▸ Problem details:
Only certain lines below are wanted: those starting at the line containing "use zeroize::Zeroizing;" and ending at the line containing "pub struct TerminalPrompt", both included, each retyped exactly.

▸ Items from a dataset:

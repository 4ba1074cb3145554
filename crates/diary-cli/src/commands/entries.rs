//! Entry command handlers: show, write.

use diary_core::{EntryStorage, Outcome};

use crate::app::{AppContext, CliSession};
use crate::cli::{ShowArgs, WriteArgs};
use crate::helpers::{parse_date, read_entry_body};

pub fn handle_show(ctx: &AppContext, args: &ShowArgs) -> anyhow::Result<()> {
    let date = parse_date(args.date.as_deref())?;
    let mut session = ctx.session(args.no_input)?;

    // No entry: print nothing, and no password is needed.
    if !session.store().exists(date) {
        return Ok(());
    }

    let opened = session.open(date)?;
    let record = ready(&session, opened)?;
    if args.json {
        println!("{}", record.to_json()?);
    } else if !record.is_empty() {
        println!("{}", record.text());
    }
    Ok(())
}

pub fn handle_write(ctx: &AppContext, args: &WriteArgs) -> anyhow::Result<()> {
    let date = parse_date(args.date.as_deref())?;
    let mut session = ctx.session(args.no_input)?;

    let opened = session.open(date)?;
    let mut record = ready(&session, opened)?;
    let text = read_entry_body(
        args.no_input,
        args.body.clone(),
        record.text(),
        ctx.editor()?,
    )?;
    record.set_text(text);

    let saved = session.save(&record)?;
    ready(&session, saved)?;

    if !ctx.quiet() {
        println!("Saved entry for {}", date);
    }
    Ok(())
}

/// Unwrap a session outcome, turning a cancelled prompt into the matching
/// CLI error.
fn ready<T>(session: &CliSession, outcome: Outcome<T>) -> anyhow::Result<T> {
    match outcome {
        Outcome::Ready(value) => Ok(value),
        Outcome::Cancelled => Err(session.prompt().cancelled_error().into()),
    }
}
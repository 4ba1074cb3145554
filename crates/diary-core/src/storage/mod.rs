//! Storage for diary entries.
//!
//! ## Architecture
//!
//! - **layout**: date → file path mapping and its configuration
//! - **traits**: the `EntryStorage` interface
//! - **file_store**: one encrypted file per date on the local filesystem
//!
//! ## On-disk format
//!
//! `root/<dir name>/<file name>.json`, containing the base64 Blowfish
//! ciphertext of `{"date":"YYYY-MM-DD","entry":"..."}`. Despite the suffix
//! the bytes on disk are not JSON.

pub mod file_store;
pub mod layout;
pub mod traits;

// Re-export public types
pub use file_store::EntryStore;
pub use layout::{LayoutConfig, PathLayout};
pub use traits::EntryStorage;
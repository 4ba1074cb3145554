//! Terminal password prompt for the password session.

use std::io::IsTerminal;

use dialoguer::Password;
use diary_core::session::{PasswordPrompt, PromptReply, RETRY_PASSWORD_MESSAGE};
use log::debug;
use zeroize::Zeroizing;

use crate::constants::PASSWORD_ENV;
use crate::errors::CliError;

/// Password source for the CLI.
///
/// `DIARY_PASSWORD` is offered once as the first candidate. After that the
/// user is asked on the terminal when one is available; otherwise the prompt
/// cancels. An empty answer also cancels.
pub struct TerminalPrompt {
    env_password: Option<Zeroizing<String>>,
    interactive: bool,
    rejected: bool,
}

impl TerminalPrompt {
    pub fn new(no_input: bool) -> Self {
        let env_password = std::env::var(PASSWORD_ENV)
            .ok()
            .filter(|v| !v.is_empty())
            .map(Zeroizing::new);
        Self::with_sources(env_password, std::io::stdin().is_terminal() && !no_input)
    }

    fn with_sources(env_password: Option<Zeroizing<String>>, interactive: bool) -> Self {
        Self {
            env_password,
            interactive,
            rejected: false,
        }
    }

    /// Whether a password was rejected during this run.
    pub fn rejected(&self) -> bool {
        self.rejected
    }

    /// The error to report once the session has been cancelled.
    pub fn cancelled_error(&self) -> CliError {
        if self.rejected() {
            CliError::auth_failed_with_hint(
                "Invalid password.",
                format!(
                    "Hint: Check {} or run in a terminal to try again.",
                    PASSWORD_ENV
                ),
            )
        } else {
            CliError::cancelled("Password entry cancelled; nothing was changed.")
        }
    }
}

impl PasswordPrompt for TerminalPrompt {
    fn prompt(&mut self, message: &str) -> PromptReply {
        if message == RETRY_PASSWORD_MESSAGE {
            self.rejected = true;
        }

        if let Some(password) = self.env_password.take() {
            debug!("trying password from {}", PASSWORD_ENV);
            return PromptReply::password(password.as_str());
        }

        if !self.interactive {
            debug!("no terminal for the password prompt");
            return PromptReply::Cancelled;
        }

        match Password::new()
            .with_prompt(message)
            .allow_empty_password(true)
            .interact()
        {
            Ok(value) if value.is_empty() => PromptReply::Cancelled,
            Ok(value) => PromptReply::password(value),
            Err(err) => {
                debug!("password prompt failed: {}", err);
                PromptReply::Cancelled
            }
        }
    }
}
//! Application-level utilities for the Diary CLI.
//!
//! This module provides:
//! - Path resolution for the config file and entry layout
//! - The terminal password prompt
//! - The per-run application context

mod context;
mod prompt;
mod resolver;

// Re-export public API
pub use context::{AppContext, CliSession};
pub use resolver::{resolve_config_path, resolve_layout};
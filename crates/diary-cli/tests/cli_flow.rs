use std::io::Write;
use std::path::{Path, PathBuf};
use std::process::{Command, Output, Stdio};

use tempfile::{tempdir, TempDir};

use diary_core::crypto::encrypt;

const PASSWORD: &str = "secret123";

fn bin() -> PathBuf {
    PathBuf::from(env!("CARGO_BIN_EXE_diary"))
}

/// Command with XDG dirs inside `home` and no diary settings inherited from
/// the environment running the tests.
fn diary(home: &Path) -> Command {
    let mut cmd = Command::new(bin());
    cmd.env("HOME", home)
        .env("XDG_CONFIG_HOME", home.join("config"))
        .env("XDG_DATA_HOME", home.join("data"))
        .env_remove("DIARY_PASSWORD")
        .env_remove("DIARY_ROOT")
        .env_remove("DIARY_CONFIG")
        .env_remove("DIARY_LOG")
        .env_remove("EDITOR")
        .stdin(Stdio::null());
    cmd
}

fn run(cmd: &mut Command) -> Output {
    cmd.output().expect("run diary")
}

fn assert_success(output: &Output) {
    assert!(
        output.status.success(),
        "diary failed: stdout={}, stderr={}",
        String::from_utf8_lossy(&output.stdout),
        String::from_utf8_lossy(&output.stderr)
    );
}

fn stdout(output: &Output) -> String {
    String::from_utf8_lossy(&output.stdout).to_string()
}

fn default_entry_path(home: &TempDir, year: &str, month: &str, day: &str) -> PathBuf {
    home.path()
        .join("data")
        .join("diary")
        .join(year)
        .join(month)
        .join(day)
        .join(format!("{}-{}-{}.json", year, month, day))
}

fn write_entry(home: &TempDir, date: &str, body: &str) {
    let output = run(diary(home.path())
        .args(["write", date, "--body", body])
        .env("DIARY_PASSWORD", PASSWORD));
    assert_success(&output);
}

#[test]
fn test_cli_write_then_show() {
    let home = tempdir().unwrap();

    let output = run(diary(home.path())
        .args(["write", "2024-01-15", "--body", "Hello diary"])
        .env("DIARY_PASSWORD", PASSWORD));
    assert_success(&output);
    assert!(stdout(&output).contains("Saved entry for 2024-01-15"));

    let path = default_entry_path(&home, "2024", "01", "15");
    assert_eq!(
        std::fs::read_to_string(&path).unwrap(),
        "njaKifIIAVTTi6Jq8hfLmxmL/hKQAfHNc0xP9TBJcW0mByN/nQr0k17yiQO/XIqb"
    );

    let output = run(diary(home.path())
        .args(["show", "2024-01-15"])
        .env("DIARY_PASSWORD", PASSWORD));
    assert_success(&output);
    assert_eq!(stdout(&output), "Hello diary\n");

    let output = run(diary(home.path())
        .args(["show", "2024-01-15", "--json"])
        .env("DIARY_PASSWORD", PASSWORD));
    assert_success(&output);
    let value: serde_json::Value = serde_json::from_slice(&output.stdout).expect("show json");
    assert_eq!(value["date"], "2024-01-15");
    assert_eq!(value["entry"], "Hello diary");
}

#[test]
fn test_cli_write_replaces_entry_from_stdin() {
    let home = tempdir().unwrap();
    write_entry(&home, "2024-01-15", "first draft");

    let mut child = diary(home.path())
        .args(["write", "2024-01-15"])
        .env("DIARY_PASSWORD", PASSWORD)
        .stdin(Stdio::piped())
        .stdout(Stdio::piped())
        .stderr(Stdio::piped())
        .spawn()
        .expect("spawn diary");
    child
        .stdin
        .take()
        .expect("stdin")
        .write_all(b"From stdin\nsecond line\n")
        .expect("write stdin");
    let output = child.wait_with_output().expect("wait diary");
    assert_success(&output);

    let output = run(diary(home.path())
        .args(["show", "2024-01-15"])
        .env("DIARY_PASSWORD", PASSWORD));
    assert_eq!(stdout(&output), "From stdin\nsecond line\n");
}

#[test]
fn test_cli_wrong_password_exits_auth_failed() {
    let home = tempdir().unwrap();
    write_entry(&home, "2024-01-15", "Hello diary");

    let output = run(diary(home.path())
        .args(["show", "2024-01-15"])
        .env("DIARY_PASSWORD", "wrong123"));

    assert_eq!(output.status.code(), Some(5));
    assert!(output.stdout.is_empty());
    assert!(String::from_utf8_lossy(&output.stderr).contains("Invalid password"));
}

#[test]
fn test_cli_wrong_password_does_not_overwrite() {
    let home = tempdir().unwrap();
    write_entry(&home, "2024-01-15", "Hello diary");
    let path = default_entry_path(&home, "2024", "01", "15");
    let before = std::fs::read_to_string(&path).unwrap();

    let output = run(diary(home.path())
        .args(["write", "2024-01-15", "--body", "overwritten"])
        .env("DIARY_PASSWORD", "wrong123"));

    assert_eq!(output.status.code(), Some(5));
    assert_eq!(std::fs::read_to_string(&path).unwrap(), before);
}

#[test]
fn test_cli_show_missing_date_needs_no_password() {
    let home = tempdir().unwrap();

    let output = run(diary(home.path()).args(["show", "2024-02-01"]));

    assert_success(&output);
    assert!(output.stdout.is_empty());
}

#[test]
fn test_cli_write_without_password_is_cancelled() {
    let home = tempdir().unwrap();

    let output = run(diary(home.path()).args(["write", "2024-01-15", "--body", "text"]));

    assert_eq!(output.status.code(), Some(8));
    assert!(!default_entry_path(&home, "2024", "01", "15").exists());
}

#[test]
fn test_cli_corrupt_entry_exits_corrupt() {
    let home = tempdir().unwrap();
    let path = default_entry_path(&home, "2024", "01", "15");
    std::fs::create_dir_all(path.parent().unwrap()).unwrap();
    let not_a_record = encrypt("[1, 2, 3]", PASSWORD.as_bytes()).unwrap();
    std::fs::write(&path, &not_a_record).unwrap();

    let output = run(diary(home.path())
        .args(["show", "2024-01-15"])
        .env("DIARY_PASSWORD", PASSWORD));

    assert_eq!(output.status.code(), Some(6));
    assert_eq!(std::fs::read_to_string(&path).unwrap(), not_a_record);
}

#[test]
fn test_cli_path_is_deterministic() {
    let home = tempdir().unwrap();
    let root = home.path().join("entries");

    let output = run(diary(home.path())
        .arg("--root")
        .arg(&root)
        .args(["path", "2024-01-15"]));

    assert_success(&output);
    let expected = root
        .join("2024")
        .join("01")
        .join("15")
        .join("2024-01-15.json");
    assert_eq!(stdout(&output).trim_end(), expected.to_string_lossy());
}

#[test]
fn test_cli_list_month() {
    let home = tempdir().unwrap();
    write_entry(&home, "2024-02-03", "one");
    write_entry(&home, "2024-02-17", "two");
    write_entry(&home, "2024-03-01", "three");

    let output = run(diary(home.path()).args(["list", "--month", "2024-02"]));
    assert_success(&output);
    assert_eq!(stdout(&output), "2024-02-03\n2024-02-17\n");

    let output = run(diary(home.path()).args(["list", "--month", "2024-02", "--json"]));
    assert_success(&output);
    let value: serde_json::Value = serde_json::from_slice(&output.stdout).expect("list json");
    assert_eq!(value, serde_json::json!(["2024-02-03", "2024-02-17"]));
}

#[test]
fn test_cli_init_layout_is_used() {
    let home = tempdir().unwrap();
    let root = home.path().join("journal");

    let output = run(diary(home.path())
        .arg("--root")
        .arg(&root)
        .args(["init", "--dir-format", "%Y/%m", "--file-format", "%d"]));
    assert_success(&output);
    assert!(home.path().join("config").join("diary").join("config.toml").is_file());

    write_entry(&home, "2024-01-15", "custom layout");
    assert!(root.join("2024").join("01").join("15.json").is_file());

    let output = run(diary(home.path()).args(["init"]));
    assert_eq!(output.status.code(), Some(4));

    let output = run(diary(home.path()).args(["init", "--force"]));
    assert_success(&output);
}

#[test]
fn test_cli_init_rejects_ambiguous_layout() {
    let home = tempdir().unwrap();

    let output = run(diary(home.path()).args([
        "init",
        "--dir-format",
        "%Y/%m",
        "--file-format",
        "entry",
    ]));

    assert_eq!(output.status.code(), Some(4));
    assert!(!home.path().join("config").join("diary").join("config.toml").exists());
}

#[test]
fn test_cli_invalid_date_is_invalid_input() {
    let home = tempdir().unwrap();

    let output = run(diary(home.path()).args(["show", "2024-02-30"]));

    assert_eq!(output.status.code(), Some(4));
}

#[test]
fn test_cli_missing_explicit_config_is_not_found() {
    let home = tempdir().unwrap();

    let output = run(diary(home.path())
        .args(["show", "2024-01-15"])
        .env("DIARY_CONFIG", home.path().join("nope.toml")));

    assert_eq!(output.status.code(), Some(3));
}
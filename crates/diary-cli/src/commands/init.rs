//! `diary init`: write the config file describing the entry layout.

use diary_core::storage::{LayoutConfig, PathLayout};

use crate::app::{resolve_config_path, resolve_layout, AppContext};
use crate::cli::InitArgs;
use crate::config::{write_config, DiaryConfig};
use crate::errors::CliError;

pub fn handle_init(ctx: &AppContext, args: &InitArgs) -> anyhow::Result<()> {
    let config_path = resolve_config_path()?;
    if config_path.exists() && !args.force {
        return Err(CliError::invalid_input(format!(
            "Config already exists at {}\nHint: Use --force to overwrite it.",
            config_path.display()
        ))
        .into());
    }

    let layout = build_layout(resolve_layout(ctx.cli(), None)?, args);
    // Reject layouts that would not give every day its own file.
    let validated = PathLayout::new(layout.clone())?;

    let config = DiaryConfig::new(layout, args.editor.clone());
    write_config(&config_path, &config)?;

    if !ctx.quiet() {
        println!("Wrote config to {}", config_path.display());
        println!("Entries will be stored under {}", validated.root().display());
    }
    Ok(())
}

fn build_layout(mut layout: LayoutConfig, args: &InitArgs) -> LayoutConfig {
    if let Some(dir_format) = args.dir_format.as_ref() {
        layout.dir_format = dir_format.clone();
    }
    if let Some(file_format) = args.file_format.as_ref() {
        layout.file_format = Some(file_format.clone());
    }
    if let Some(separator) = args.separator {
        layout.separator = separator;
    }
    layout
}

▸ Answer for this exercise:
use zeroize::Zeroizing;

use crate::constants::PASSWORD_ENV;
use crate::errors::CliError;

/// Password source for the CLI.
///
/// `DIARY_PASSWORD` is offered once as the first candidate. After that the
/// user is asked on the terminal when one is available; otherwise the prompt
/// cancels. An empty answer also cancels.
pub struct TerminalPrompt {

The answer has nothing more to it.